Video Games Lead to New Paths to Treat Cancer, Other Diseases



Computer science and physics professor Samuel Cho (center) works with his students, graduate student Tyson Lipscomb (left) and senior Anqi Zou ('12). (Credit: Image courtesy of Wake Forest University)                                                      Science Daily — The cure for cancer comes down to this: video games.

"If it wasn't for gamers who kept buying these GPUs, the prices wouldn't have dropped, and we couldn't have used them for science," Cho says.In a research lab at Wake Forest University, biophysicist and computer scientist Samuel Cho uses graphics processing units (GPUs), the technology that makes videogame images so realistic, to simulate the inner workings of human cells.
Now he can see exactly how the cells live, divide and die.
And that, Cho says, opens up possibilities for new targets for tumor-killing drugs.

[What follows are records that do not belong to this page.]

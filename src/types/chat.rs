use serde::{Deserialize, Serialize};
use serde_json::Value;

use super::json::is_truthy;

pub const DEFAULT_LANGUAGE: &str = "en";

/// Inbound body of `POST /sakhi/chat`. Fields are relayed untouched, so their
/// JSON type is not enforced here.
#[derive(Debug, Clone, Default, Deserialize)]
pub struct ChatRequest {
    #[serde(default)]
    pub message: Option<Value>,
    #[serde(default)]
    pub user_id: Option<Value>,
    #[serde(default)]
    pub phone_number: Option<Value>,
    #[serde(default)]
    pub language: Option<Value>,
}

/// Body sent to the chat backend. Only the four known fields survive.
#[derive(Debug, Clone, PartialEq, Serialize)]
pub struct ChatForward {
    #[serde(skip_serializing_if = "Option::is_none")]
    pub message: Option<Value>,
    #[serde(skip_serializing_if = "Option::is_none")]
    pub user_id: Option<Value>,
    #[serde(skip_serializing_if = "Option::is_none")]
    pub phone_number: Option<Value>,
    pub language: Value,
}

impl From<ChatRequest> for ChatForward {
    fn from(req: ChatRequest) -> Self {
        let language = req
            .language
            .filter(is_truthy)
            .unwrap_or_else(|| Value::String(DEFAULT_LANGUAGE.to_string()));
        Self {
            message: req.message,
            user_id: req.user_id,
            phone_number: req.phone_number,
            language,
        }
    }
}
pub mod cors;
pub mod latency;

pub use cors::cors;
pub use latency::log_latency;
use axum::{extract::Request, middleware::Next, response::Response};
use std::time::Instant;
use tracing::info;

/// Logs how long the binding layer spent on every request.
pub async fn log_latency(req: Request, next: Next) -> Response {
    let start = Instant::now();
    let method = req.method().clone();
    let uri = req.uri().clone();

    let resp = next.run(req).await;

    info!(
        latency_ms = start.elapsed().as_millis() as u64,
        method = %method,
        uri = %uri,
        status = resp.status().as_u16(),
        "binding layer latency"
    );
    resp
}
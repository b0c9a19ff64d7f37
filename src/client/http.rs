use reqwest::header::{AUTHORIZATION, CONTENT_TYPE, HeaderMap, HeaderName, HeaderValue};
use reqwest::{Method, RequestBuilder};
use serde::de::DeserializeOwned;
use serde_json::Value;
use std::sync::Arc;
use tracing::{debug, warn};
use url::Url;

use super::error::{ApiError, ClientError};
use super::token::{TokenStore, resolve_bearer};

const NGROK_SKIP_WARNING: &str = "ngrok-skip-browser-warning";

/// Clinic API client. Cheap to clone; clones share the cookie jar.
#[derive(Clone)]
pub struct ApiClient {
    http: reqwest::Client,
    base_url: Url,
    tokens: Arc<dyn TokenStore>,
}

impl ApiClient {
    /// Build a client whose cookie store keeps the session across calls.
    pub fn new(base_url: Url, tokens: Arc<dyn TokenStore>) -> Result<Self, ClientError> {
        let http = reqwest::Client::builder()
            .user_agent(concat!("sakhi-binding/", env!("CARGO_PKG_VERSION")))
            .cookie_store(true)
            .build()?;
        Self::with_http_client(http, base_url, tokens)
    }

    pub fn with_http_client(
        http: reqwest::Client,
        base_url: Url,
        tokens: Arc<dyn TokenStore>,
    ) -> Result<Self, ClientError> {
        if base_url.cannot_be_a_base() {
            return Err(ClientError::InvalidBaseUrl(base_url.to_string()));
        }
        Ok(Self {
            http,
            base_url,
            tokens,
        })
    }

    pub fn base_url(&self) -> &Url {
        &self.base_url
    }

    /// Append path segments to the base URL, percent-encoding each one.
    pub fn endpoint(&self, segments: &[&str]) -> Result<Url, ClientError> {
        let mut url = self.base_url.clone();
        url.path_segments_mut()
            .map_err(|_| ClientError::InvalidBaseUrl(self.base_url.to_string()))?
            .pop_if_empty()
            .extend(segments);
        Ok(url)
    }

    /// Fixed header set sent with every request.
    pub fn headers(&self) -> HeaderMap {
        let mut headers = HeaderMap::new();
        headers.insert(CONTENT_TYPE, HeaderValue::from_static("application/json"));
        headers.insert(
            HeaderName::from_static(NGROK_SKIP_WARNING),
            HeaderValue::from_static("true"),
        );

        if let Some(token) = resolve_bearer(self.tokens.as_ref()) {
            match HeaderValue::from_str(&format!("Bearer {token}")) {
                Ok(mut value) => {
                    value.set_sensitive(true);
                    headers.insert(AUTHORIZATION, value);
                }
                Err(e) => warn!(error = %e, "stored token is not a valid header value; sending without it"),
            }
        }
        headers
    }

    pub fn request(&self, method: Method, segments: &[&str]) -> Result<RequestBuilder, ClientError> {
        let url = self.endpoint(segments)?;
        Ok(self.http.request(method, url).headers(self.headers()))
    }

    /// Send the request and decode a JSON body, normalizing every failure.
    pub async fn fetch_json<T>(&self, req: RequestBuilder) -> Result<T, ClientError>
    where
        T: DeserializeOwned,
    {
        let resp = req.send().await?;
        let status = resp.status();
        let url = resp.url().clone();
        let body = resp.bytes().await?;

        if !status.is_success() {
            let err = ApiError::from_failure(status, &body);
            debug!(url = %url, status = %status, message = %err.message, "API request failed");
            return Err(err.into());
        }

        let json: Value = serde_json::from_slice(&body)?;
        ApiError::check_success(status, &json)?;
        Ok(serde_json::from_value(json)?)
    }

    pub(crate) async fn get_json<T>(&self, segments: &[&str]) -> Result<T, ClientError>
    where
        T: DeserializeOwned,
    {
        self.fetch_json(self.request(Method::GET, segments)?).await
    }

    pub(crate) async fn send_json<B, T>(
        &self,
        method: Method,
        segments: &[&str],
        body: &B,
    ) -> Result<T, ClientError>
    where
        B: serde::Serialize + ?Sized,
        T: DeserializeOwned,
    {
        let req = self.request(method, segments)?.body(serde_json::to_vec(body)?);
        self.fetch_json(req).await
    }

    pub(crate) async fn post_empty<T>(&self, segments: &[&str]) -> Result<T, ClientError>
    where
        T: DeserializeOwned,
    {
        self.fetch_json(self.request(Method::POST, segments)?).await
    }
}
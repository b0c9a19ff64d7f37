pub mod api;
pub mod client;
pub mod config;
pub mod db;
pub mod error;
pub mod handlers;
pub mod middleware;
pub mod router;
pub mod types;

pub use client::{ApiClient, ApiError, ClientError};
pub use error::BindingError;
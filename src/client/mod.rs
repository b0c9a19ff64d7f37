//! REST client for the clinic operations API.
//!
//! Every call carries the same header set, an optional bearer token and the
//! session cookies. Failures are normalized into [`ApiError`]; there are no
//! retries and no client-side timeout.

pub mod endpoints;
pub mod error;
pub mod http;
pub mod token;

pub use error::{ApiError, ApiErrorKind, ClientError};
pub use http::ApiClient;
pub use token::{MemoryTokenStore, TokenStore};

Cho's most recent computer simulation, of a critical RNA molecule that is a component of the human telomerase enzyme, for the first time shows hidden states in the folding and unfolding of this molecule, giving scientists a far more accurate view of how it functions. The results of his research appear in the Journal of the American Chemical Society. Cho worked with colleagues from the University of Maryland and Zhejiang University in China for this study.
The human telomerase enzyme is found only in cancerous cells. It adds tiny molecules called telomeres to the ends of DNA strands when cells divide -- essentially preventing cells from dying.
"The cell keeps reproducing over and over, and that's the very definition of cancer," Cho says. "By knowing how telomerase folds and functions, we provide a new area for researching cancer treatments."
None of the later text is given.